[SOURCE DATA Boundary: Start]

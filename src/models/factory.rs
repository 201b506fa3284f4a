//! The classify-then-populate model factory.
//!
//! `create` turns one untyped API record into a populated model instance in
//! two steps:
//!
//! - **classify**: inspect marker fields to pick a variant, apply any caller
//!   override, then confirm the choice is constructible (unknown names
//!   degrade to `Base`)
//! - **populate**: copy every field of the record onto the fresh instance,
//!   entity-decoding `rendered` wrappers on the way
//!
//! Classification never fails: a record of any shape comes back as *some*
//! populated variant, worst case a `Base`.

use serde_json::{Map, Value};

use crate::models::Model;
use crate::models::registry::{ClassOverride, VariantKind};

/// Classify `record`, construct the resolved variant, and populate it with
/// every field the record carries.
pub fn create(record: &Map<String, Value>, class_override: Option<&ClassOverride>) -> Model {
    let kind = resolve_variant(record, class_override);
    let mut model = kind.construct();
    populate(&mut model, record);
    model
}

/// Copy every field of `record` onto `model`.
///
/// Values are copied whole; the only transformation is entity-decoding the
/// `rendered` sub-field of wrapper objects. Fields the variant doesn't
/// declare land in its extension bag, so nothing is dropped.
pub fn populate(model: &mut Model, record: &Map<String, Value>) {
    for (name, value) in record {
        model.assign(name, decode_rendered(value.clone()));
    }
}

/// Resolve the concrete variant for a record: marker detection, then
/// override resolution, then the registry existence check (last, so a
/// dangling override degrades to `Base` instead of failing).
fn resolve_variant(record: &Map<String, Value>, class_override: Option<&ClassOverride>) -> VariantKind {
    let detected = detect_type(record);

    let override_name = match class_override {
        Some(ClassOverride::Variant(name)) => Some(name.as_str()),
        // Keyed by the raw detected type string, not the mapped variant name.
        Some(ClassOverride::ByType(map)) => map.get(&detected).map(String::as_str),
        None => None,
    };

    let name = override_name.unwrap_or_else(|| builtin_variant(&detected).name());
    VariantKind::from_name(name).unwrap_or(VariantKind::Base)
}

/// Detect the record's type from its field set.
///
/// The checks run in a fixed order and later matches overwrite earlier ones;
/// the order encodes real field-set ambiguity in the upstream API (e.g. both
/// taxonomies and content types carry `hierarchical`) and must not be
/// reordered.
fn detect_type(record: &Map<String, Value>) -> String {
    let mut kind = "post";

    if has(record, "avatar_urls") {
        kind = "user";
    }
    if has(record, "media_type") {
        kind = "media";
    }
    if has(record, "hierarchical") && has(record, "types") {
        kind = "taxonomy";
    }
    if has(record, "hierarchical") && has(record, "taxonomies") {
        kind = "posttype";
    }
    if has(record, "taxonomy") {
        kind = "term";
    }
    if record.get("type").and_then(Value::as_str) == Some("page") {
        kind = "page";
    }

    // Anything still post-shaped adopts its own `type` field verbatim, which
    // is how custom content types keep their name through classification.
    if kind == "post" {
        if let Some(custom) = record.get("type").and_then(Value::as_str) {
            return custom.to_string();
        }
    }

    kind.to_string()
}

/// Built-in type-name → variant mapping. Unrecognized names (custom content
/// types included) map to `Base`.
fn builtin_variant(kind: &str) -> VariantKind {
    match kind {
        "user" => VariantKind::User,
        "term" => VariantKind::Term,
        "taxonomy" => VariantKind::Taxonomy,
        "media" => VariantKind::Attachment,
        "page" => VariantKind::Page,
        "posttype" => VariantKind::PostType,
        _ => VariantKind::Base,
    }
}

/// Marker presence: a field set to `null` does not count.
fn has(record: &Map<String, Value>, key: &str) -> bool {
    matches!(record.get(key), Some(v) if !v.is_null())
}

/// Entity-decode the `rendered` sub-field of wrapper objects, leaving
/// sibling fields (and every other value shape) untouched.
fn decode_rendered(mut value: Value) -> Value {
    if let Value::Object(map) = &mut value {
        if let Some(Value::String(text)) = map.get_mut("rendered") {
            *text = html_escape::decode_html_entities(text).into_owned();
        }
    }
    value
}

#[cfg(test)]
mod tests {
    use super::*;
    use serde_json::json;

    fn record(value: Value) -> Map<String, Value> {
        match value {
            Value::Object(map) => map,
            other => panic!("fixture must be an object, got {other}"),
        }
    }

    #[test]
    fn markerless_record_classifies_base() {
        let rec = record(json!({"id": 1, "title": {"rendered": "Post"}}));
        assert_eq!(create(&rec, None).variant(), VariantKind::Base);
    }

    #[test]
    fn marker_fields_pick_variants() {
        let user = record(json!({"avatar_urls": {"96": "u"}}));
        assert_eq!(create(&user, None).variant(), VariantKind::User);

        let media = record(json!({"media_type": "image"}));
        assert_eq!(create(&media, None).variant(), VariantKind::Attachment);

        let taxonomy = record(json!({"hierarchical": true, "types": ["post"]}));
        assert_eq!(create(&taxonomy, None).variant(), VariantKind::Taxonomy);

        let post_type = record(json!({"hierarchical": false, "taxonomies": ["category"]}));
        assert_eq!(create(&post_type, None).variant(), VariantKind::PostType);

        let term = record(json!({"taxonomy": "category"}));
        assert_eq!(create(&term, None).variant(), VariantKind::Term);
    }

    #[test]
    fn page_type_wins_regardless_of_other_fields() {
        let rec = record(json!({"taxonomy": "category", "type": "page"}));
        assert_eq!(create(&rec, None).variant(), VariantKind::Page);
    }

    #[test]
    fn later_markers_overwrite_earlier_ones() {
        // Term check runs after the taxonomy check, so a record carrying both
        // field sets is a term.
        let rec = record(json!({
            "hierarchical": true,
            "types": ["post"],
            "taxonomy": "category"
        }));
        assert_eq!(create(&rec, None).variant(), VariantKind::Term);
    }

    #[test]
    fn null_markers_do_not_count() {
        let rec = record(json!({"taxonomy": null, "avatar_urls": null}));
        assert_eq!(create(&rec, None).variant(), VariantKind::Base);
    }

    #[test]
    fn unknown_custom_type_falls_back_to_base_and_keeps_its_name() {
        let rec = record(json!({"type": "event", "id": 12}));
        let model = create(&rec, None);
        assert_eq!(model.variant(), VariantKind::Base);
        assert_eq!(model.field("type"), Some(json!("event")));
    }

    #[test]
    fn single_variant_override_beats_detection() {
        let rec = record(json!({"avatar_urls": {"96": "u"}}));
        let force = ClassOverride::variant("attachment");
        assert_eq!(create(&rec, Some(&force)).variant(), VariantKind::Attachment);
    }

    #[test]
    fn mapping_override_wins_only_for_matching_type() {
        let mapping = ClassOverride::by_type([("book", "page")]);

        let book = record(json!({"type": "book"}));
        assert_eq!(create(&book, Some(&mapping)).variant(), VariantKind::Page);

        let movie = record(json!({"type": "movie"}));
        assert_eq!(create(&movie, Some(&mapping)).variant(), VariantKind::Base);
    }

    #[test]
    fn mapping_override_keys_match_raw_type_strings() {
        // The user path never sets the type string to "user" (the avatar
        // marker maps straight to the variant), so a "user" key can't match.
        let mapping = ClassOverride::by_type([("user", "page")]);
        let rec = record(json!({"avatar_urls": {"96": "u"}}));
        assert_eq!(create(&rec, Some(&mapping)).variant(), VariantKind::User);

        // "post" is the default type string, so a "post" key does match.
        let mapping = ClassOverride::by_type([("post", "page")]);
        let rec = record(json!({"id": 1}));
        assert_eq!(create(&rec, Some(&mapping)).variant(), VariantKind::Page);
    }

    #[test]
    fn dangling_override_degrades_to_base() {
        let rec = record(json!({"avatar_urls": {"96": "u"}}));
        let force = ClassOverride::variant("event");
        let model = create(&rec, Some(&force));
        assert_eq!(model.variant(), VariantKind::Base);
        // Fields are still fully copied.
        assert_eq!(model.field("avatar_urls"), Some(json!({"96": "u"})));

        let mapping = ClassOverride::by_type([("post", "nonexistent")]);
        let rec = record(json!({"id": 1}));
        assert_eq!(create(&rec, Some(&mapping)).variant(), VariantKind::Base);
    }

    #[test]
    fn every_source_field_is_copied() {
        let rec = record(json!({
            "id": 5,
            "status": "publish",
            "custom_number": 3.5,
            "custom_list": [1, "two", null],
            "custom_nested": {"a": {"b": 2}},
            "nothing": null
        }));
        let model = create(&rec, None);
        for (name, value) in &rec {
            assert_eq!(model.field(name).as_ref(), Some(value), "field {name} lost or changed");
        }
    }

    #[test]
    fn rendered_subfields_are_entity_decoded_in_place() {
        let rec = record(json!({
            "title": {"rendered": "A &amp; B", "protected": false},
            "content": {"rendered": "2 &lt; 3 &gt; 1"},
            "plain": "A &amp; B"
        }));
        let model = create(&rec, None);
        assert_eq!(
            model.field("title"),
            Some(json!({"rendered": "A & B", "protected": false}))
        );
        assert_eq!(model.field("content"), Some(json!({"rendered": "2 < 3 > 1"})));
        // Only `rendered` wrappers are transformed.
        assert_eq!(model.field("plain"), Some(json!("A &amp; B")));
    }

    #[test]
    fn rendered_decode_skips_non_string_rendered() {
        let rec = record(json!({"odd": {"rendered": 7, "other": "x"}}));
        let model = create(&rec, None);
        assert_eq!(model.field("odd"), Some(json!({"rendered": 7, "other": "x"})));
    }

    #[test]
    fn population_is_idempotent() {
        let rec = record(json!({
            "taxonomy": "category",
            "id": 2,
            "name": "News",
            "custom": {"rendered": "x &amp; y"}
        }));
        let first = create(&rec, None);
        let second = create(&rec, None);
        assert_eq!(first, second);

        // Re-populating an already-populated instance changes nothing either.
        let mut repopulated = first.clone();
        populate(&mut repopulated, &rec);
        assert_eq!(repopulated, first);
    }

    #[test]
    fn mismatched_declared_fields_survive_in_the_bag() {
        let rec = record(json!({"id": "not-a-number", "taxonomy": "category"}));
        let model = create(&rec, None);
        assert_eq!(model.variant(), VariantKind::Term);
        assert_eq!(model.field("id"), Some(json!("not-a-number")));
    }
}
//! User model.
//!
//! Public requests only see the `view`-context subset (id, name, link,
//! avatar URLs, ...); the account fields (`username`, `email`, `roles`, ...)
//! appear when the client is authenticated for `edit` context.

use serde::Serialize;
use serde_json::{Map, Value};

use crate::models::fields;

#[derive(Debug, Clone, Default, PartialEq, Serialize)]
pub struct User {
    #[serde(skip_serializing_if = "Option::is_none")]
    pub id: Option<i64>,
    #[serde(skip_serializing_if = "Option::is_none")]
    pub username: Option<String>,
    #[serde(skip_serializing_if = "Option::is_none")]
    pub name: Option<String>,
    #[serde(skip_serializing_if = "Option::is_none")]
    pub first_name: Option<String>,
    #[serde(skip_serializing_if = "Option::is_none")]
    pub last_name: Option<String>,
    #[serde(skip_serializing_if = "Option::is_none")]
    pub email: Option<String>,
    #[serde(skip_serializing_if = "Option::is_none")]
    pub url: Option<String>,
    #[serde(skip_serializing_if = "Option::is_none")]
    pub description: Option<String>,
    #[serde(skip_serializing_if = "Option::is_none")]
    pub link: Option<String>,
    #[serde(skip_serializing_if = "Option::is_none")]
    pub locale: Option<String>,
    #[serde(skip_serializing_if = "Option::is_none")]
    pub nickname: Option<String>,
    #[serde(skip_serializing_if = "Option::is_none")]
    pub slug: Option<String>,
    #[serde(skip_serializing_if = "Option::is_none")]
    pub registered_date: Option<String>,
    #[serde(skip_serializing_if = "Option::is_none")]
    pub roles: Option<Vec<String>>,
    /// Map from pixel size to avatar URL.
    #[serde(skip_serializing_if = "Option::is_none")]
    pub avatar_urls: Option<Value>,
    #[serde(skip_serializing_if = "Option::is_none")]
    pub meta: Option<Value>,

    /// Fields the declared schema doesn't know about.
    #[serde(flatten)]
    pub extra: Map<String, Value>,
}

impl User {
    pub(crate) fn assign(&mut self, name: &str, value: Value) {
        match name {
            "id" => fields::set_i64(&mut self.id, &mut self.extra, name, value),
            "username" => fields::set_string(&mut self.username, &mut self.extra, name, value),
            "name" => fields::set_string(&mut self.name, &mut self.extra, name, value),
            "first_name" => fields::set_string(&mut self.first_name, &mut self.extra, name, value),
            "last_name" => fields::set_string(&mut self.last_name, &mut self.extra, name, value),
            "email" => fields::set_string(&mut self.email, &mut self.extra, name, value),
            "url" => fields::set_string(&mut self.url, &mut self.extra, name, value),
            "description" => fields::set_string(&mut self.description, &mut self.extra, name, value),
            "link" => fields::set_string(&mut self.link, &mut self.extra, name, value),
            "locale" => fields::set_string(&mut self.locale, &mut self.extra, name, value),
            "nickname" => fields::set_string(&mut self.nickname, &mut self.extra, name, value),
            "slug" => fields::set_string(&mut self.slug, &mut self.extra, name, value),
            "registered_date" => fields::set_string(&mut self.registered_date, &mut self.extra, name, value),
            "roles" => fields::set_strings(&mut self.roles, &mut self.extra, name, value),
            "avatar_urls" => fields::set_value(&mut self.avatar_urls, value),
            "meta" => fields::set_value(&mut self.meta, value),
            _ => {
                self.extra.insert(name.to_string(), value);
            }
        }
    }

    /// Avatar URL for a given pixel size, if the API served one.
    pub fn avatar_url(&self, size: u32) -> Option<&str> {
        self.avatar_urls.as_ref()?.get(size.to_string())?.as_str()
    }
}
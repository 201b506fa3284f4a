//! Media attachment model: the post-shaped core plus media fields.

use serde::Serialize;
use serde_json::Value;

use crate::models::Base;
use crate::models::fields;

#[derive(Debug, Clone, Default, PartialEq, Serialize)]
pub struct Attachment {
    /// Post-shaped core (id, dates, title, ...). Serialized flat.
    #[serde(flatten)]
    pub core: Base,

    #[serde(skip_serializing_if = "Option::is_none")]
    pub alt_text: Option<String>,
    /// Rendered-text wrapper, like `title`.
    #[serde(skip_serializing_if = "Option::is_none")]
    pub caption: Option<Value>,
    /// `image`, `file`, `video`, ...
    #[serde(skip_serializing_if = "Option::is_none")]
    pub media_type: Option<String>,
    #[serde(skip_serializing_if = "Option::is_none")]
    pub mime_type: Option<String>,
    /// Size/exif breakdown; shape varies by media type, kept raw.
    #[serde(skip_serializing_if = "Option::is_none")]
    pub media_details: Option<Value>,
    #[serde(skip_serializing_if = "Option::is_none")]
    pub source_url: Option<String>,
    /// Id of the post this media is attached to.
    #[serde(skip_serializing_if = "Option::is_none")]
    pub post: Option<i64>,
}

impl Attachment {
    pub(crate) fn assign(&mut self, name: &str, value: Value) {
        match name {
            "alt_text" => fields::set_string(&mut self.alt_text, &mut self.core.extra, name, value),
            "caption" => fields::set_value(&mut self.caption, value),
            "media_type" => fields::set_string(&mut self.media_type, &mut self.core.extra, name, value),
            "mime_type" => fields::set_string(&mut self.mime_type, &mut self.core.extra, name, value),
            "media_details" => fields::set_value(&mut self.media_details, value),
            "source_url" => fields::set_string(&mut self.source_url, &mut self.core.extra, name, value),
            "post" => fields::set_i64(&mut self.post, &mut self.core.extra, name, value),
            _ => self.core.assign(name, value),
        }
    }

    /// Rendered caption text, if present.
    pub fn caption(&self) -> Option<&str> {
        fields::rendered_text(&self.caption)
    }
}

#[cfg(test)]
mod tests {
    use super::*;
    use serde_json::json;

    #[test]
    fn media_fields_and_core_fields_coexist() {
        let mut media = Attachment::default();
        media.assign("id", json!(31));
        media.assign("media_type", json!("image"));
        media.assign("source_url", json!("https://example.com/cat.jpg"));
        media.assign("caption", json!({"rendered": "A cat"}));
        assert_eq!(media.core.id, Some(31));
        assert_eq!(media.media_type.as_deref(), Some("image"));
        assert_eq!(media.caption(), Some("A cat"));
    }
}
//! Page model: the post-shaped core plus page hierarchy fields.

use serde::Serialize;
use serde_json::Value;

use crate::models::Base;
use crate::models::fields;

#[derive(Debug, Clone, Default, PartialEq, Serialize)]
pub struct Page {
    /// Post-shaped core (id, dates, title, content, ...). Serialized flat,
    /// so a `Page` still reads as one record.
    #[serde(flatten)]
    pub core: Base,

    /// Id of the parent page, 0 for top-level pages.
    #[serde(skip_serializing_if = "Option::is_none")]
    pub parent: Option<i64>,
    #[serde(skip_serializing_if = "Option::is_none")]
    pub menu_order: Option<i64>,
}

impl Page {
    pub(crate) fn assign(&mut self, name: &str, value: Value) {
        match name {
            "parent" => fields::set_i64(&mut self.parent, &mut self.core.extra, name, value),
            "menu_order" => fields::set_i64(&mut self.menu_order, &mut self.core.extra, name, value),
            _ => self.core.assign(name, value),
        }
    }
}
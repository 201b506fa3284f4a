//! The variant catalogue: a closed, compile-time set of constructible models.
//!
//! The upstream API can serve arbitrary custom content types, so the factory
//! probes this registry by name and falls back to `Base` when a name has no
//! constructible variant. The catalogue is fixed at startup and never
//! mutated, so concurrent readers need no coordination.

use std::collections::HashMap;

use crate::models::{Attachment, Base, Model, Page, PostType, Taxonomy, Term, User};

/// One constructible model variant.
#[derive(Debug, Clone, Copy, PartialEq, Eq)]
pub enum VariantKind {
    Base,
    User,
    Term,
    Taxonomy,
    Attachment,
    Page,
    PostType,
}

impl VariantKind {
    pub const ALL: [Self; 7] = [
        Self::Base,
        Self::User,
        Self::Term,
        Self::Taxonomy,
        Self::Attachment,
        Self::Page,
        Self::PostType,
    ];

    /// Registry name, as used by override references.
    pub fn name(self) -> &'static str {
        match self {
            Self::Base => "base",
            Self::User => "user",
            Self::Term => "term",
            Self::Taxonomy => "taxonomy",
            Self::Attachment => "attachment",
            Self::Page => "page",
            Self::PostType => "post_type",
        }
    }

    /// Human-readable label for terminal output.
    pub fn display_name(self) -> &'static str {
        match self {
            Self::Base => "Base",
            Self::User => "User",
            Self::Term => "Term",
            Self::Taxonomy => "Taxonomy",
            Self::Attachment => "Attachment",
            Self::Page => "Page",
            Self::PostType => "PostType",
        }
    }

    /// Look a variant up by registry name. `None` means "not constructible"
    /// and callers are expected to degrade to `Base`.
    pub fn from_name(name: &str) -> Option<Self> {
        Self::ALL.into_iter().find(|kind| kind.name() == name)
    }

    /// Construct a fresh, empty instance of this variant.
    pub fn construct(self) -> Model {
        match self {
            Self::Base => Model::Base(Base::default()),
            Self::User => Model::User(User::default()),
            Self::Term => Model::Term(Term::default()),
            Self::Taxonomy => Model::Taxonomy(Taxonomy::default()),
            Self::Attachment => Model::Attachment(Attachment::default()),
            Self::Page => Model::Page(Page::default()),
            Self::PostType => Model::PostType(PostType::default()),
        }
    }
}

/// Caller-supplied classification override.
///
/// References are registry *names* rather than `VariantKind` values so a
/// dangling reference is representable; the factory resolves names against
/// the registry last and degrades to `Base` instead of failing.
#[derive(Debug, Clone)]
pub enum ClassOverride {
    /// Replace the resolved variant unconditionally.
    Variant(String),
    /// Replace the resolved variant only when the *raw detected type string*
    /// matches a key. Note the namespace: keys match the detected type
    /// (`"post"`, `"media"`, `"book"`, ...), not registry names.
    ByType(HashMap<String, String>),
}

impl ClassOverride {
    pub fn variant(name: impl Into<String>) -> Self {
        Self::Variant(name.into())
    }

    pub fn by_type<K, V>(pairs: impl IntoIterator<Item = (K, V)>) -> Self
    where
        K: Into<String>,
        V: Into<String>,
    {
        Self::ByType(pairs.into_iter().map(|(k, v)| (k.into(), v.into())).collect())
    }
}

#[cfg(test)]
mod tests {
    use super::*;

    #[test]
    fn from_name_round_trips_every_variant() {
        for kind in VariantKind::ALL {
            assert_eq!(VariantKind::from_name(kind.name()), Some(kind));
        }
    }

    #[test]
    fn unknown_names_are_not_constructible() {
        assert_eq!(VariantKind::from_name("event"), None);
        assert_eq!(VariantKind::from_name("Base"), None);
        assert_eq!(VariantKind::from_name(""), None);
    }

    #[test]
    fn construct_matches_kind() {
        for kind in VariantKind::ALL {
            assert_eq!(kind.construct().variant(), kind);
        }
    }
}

[SOURCE DATA Boundary: End]

= EXERCISE OBJECTIVE =
Looking at the data above, show all lines where the word "detected" occurs.

= EXERCISE SOLUTION =
    let detected = detect_type(record);
        // Keyed by the raw detected type string, not the mapped variant name.
        Some(ClassOverride::ByType(map)) => map.get(&detected).map(String::as_str),
    let name = override_name.unwrap_or_else(|| builtin_variant(&detected).name());
    /// Replace the resolved variant only when the *raw detected type string*
    /// matches a key. Note the namespace: keys match the detected type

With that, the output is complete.